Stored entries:
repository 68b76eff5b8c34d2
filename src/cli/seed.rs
//! Seed command - records prompt/answer pairs without generating

use clap::Args;
use futures::future::try_join_all;
use tracing::info;

use super::CacheContext;
use crate::domain::fingerprint::ModelParams;
use crate::domain::generation::GenerationResult;
use crate::domain::DomainError;
use crate::infrastructure::services::SemanticCacheEngine;

/// Sample prompts seeded when no pair is given on the command line
pub const SAMPLE_PAIRS: &[(&str, &str)] = &[
    ("Who is the world's greatest coder?", "Jon Strabla, just joking!"),
    (
        "How much is to call mars?",
        "Calling Mars by radio can costs $1,000 USD per minute at NASA.",
    ),
    (
        "Why is the moon made of cheese?",
        "Because if it was made of water it would evaporate into space.",
    ),
    ("Who is the 2024 Republican VP Pick in the U.S.", "JD Vance."),
    ("Who is the 2024 Democratic VP Pick in the U.S.", "Kamala Harris."),
    (
        "What was the S&P 500 at on 2024-07-18",
        "It opened at $5,608.56 and closed at $5,538.18 (with a High of $5,614.05 and a Low of $5,537.13)",
    ),
];

/// Arguments for the seed command
#[derive(Args, Clone)]
pub struct SeedArgs {
    /// Prompt to seed; the sample pairs are used when omitted
    #[arg(long, requires = "answer")]
    pub prompt: Option<String>,

    /// Answer stored for `--prompt`
    #[arg(long, requires = "prompt")]
    pub answer: Option<String>,
}

impl SeedArgs {
    pub fn pairs(&self) -> Vec<(String, String)> {
        match (&self.prompt, &self.answer) {
            (Some(prompt), Some(answer)) => vec![(prompt.clone(), answer.clone())],
            _ => sample_pairs(),
        }
    }
}

/// Owned copies of the sample pairs
pub fn sample_pairs() -> Vec<(String, String)> {
    SAMPLE_PAIRS
        .iter()
        .map(|(p, a)| (p.to_string(), a.to_string()))
        .collect()
}

/// Record every pair concurrently, returning how many were written
pub async fn seed_pairs(
    engine: &SemanticCacheEngine,
    params: &ModelParams,
    pairs: &[(String, String)],
) -> Result<usize, DomainError> {
    try_join_all(pairs.iter().map(|(prompt, answer)| {
        engine.record(prompt, params, vec![GenerationResult::stop(answer)])
    }))
    .await?;

    info!("Seeded {} entries", pairs.len());

    Ok(pairs.len())
}

/// Run the seed command
pub async fn run(args: SeedArgs) -> anyhow::Result<()> {
    let context = CacheContext::load_shared().await?;

    let seeded = seed_pairs(
        &context.engine,
        &context.config.completion.params,
        &args.pairs(),
    )
    .await?;

    println!("Seeded {} entries", seeded);

    Ok(())
}
//! Semantic LLM response cache engine
//!
//! Returns a stored answer when a new prompt is close enough to one already
//! seen under the same generation parameters, otherwise falls through to the
//! generator and records what it produced.

use std::future::Future;
use std::sync::atomic::{AtomicU64, Ordering};
use std::sync::Arc;

use tracing::{debug, info};

use crate::domain::fingerprint::{FingerprintBuilder, ModelParams};
use crate::domain::generation::{CompletionProvider, GenerationResult};
use crate::domain::semantic_cache::{
    CacheEntry, SemanticCacheConfig, SemanticCacheStats, SemanticCacheStore, SimilarityQuery,
};
use crate::domain::DomainError;
use crate::infrastructure::embedding::EmbeddingAdapter;

/// Orchestrates lookup-before-generate and record-after-generate
///
/// The score threshold is fixed at construction. The engine keeps no
/// per-call state, so one instance can serve concurrent callers; concurrent
/// misses on the same prompt are not coalesced and may each record an entry.
#[derive(Debug)]
pub struct SemanticCacheEngine {
    store: Arc<dyn SemanticCacheStore>,
    embedder: EmbeddingAdapter,
    fingerprints: FingerprintBuilder,
    score_threshold: f32,
    hits: AtomicU64,
    misses: AtomicU64,
    records: AtomicU64,
}
//! Infrastructure services

mod semantic_cache_engine;

pub use semantic_cache_engine::SemanticCacheEngine;
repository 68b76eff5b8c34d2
//! Embedding response types and similarity scoring

use serde::{Deserialize, Serialize};

/// A single embedding vector
#[derive(Debug, Clone, Serialize, Deserialize)]
pub struct Embedding {
    index: usize,
    embedding: Vec<f32>,
}

impl Embedding {
    pub fn new(index: usize, embedding: Vec<f32>) -> Self {
        Self { index, embedding }
    }

    pub fn index(&self) -> usize {
        self.index
    }

    pub fn vector(&self) -> &[f32] {
        &self.embedding
    }

    pub fn dimensions(&self) -> usize {
        self.embedding.len()
    }

    pub fn into_vector(self) -> Vec<f32> {
        self.embedding
    }
}

/// Response from an embedding request
#[derive(Debug, Clone, Serialize, Deserialize)]
pub struct EmbeddingResponse {
    model: String,
    data: Vec<Embedding>,
}

impl EmbeddingResponse {
    pub fn new(model: impl Into<String>, data: Vec<Embedding>) -> Self {
        Self {
            model: model.into(),
            data,
        }
    }

    pub fn model(&self) -> &str {
        &self.model
    }

    pub fn embeddings(&self) -> &[Embedding] {
        &self.data
    }

    /// Consume the response, keeping the lowest-index embedding
    pub fn into_first(self) -> Option<Embedding> {
        self.data.into_iter().min_by_key(|e| e.index)
    }
}

/// Calculate cosine similarity between two vectors
pub fn cosine_similarity(a: &[f32], b: &[f32]) -> f32 {
    if a.len() != b.len() || a.is_empty() {
        return 0.0;
    }

    let dot_product: f32 = a.iter().zip(b.iter()).map(|(x, y)| x * y).sum();
    let norm_a: f32 = a.iter().map(|x| x * x).sum::<f32>().sqrt();
    let norm_b: f32 = b.iter().map(|x| x * x).sum::<f32>().sqrt();

    if norm_a == 0.0 || norm_b == 0.0 {
        return 0.0;
    }

    dot_product / (norm_a * norm_b)
}

/// Cosine similarity clamped into the [0, 1] score range stores report
pub fn similarity_score(a: &[f32], b: &[f32]) -> f32 {
    cosine_similarity(a, b).clamp(0.0, 1.0)
}
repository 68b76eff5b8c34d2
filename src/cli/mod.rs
//! CLI module for the semantic LLM cache
//!
//! Provides subcommands operating on the configured cache:
//! - `seed`: populate entries without calling the completion provider
//! - `ask`: answer a prompt from the cache or the completion provider
//! - `clear`: remove every entry in the configured namespace
//! - `demo`: seed and query one engine within a single process
//!
//! `seed`, `ask` and `clear` require a store that outlives the process.

pub mod ask;
pub mod clear;
mod context;
pub mod demo;
pub mod seed;

use clap::{Parser, Subcommand};

pub use context::CacheContext;

/// Semantic LLM cache - reuse answers for semantically similar prompts
#[derive(Parser)]
#[command(name = "semantic-llm-cache")]
#[command(version, about, long_about = None)]
pub struct Cli {
    #[command(subcommand)]
    pub command: Command,
}

#[derive(Subcommand)]
pub enum Command {
    /// Seed the cache with prompt/answer pairs
    Seed(seed::SeedArgs),

    /// Answer a prompt, using the cache when possible
    Ask(ask::AskArgs),

    /// Remove every cached entry
    Clear,

    /// Seed, then ask repeated and paraphrased questions in one process
    Demo(demo::DemoArgs),
}
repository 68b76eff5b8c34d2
//! Clear command - empties the configured namespace

use super::CacheContext;

/// Run the clear command
pub async fn run() -> anyhow::Result<()> {
    let context = CacheContext::load_shared().await?;

    context.engine.clear().await?;
    println!(
        "Cleared namespace {}",
        context.config.semantic_cache.namespace
    );

    Ok(())
}
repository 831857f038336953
//! Operator tests
//!
//! Tests for the pull-iterator contract and the aggregate operator.

pub mod source_test;
//! Execution engine tests
//!
//! Tests for the typed row model, aggregation state, and pull operators.

pub mod operators;
pub mod schema_test;
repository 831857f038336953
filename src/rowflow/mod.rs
pub mod sql;
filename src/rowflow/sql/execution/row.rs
//! Rows: positional typed records bound to exactly one schema.
//!
//! A [`Row`] is created by a producer (a scan, a join, or the aggregator's
//! output builder), mutated only by that producer while it is being filled,
//! and then handed downstream as logically immutable. Rows are never shared
//! for concurrent mutation.

use crate::rowflow::sql::error::{SqlError, SqlResult};
use crate::rowflow::sql::execution::schema::Schema;
use crate::rowflow::sql::execution::types::FieldValue;
use serde::{Deserialize, Serialize};
use std::fmt;
use std::sync::Arc;

/// Opaque storage-location tag for a row.
///
/// Meaningful only to the storage layer that produced the row; this core
/// carries it through untouched. Computed (aggregated) rows have no
/// location and leave it absent.
#[derive(Debug, Clone, Copy, PartialEq, Eq, Hash, Serialize, Deserialize)]
pub struct RowLocation {
    /// Identifier of the page holding the row
    pub page: u64,
    /// Slot of the row within its page
    pub slot: u32,
}

impl RowLocation {
    /// Create a location tag from page and slot
    pub fn new(page: u64, slot: u32) -> Self {
        RowLocation { page, slot }
    }
}

/// One record of typed field values conforming to exactly one schema.
///
/// The field vector's length always equals the bound schema's arity. A
/// slot holds either "unset" (`None`) or a value; assignment accepts any
/// field value without checking it against the declared column type, and
/// all aggregation and display logic assumes the producer kept them in
/// agreement.
#[derive(Debug, Clone, PartialEq)]
pub struct Row {
    schema: Arc<Schema>,
    fields: Vec<Option<FieldValue>>,
    location: Option<RowLocation>,
}

impl Row {
    /// Create a new row with all fields unset, bound to the given schema.
    pub fn new(schema: Arc<Schema>) -> Self {
        let arity = schema.field_count();
        Row {
            schema,
            fields: vec![None; arity],
            location: None,
        }
    }

    /// The schema this row is bound to
    pub fn schema(&self) -> &Arc<Schema> {
        &self.schema
    }

    /// Value of the field at `index`, or `None` if it has not been set.
    ///
    /// Fails with an invalid-argument error if `index` is out of range.
    pub fn field(&self, index: usize) -> SqlResult<Option<&FieldValue>> {
        self.fields
            .get(index)
            .map(|slot| slot.as_ref())
            .ok_or_else(|| self.index_error(index))
    }

    /// Set the field at `index` to `value`.
    ///
    /// Fails with an invalid-argument error if `index` is out of range.
    /// The value's runtime type is not checked against the declared column
    /// type here.
    pub fn set_field(&mut self, index: usize, value: FieldValue) -> SqlResult<()> {
        let arity = self.fields.len();
        match self.fields.get_mut(index) {
            Some(slot) => {
                *slot = Some(value);
                Ok(())
            }
            None => Err(SqlError::invalid_argument(format!(
                "field index {} out of range for row with {} fields",
                index, arity
            ))),
        }
    }

    /// Storage location of this row, if the producer tagged one
    pub fn location(&self) -> Option<RowLocation> {
        self.location
    }

    /// Set or clear the storage-location tag
    pub fn set_location(&mut self, location: Option<RowLocation>) {
        self.location = location;
    }

    /// Rebind this row to a new schema.
    ///
    /// Replaces the schema reference and reallocates the field vector to
    /// the new arity, discarding all prior values. Used when re-purposing
    /// a row template; the old field storage is never aliased into the new
    /// shape.
    pub fn rebind(&mut self, schema: Arc<Schema>) {
        let arity = schema.field_count();
        self.schema = schema;
        self.fields = vec![None; arity];
    }

    /// Lazy forward-only iterator over this row's field slots, in schema
    /// order. Unset slots yield `None`.
    pub fn fields(&self) -> impl Iterator<Item = Option<&FieldValue>> {
        self.fields.iter().map(|slot| slot.as_ref())
    }

    fn index_error(&self, index: usize) -> SqlError {
        SqlError::invalid_argument(format!(
            "field index {} out of range for row with {} fields",
            index,
            self.fields.len()
        ))
    }
}

/// Canonical text form: field values separated by tabs, with one trailing
/// newline after the last field. Unset slots render as `NULL`.
impl fmt::Display for Row {
    fn fmt(&self, f: &mut fmt::Formatter<'_>) -> fmt::Result {
        for (i, slot) in self.fields.iter().enumerate() {
            if i > 0 {
                write!(f, "\t")?;
            }
            match slot {
                Some(value) => write!(f, "{}", value)?,
                None => write!(f, "NULL")?,
            }
        }
        writeln!(f)
    }
}
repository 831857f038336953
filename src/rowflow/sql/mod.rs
// Relational query evaluation core for rowflow
// Provides the typed row model and the streaming aggregation operator

pub mod error;
pub mod execution;

// Re-export main API
pub use error::{SqlError, SqlResult};
pub use execution::aggregation::{AggregateFunction, IntegerAggregator};
pub use execution::operators::{AggregateOperator, RowBuffer, RowOperator};
pub use execution::row::Row;
pub use execution::schema::Schema;
pub use execution::types::{FieldType, FieldValue};

// Version and feature info
pub const VERSION: &str = env!("CARGO_PKG_VERSION");
pub const FEATURES: &[&str] = &[
    "typed_rows",          // positional, bounds-checked field access
    "schema_merge",        // positional schema concatenation for join output shapes
    "grouped_aggregation", // single-pass GROUP BY folding
    "aggregate_functions", // COUNT, SUM, AVG, MIN, MAX
    "pull_iterators",      // open/fetch_next/rewind/close operator contract
];
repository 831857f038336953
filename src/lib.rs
//! # rowflow
//!
//! A typed-row query evaluation core: fixed schemas over heterogeneously
//! typed rows, and a streaming, single-pass grouped aggregation operator
//! that composes through a pull-iterator contract.
//!
//! ## Features
//!
//! - **Typed Row Model**: `Schema` / `Row` value types with positional,
//!   bounds-checked field access and structural equality
//! - **Grouped Aggregation**: COUNT, SUM, AVG, MIN, MAX folded in one pass
//!   with memory bounded by the number of distinct groups
//! - **Pull-Iterator Operators**: `open`/`fetch_next`/`rewind`/`close`
//!   lifecycle so the aggregate operator chains under any other operator
//!
//! ## Quick Start
//!
//! ```rust
//! use std::sync::Arc;
//! use rowflow::rowflow::sql::execution::aggregation::AggregateFunction;
//! use rowflow::rowflow::sql::execution::operators::{AggregateOperator, RowBuffer, RowOperator};
//! use rowflow::rowflow::sql::execution::row::Row;
//! use rowflow::rowflow::sql::execution::schema::Schema;
//! use rowflow::rowflow::sql::execution::types::{FieldType, FieldValue};
//!
//! fn main() -> Result<(), Box<dyn std::error::Error>> {
//!     let schema = Arc::new(Schema::with_names(
//!         vec![FieldType::Integer, FieldType::Integer],
//!         vec![Some("category".to_string()), Some("amount".to_string())],
//!     )?);
//!
//!     let mut rows = Vec::new();
//!     for (category, amount) in [(1, 10), (1, 20), (2, 5)] {
//!         let mut row = Row::new(schema.clone());
//!         row.set_field(0, FieldValue::Integer(category))?;
//!         row.set_field(1, FieldValue::Integer(amount))?;
//!         rows.push(row);
//!     }
//!
//!     let scan = RowBuffer::new(schema, rows)?;
//!     let mut agg =
//!         AggregateOperator::new(Box::new(scan), 1, Some(0), AggregateFunction::Sum)?;
//!
//!     agg.open()?;
//!     while let Some(row) = agg.fetch_next()? {
//!         print!("{}", row);
//!     }
//!     agg.close()?;
//!     Ok(())
//! }
//! ```

#![allow(clippy::collapsible_if)]
#![allow(clippy::needless_doctest_main)]
#![allow(clippy::large_enum_variant)]

pub mod rowflow;

// Re-export the main API at the crate root for convenience
pub use crate::rowflow::sql::execution::aggregation::{AggregateFunction, IntegerAggregator};
pub use crate::rowflow::sql::execution::operators::{AggregateOperator, RowBuffer, RowOperator};
pub use crate::rowflow::sql::execution::row::{Row, RowLocation};
pub use crate::rowflow::sql::execution::schema::{FieldDef, Schema};
pub use crate::rowflow::sql::execution::types::{FieldType, FieldValue};
pub use crate::rowflow::sql::{SqlError, SqlResult};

■ **EXERCISE GOAL**
Those lines of the records that contain the string "fixed" should be identified and copied.

■ **YOUR SOLUTION**
/// The score threshold is fixed at construction. The engine keeps no
//! A typed-row query evaluation core: fixed schemas over heterogeneously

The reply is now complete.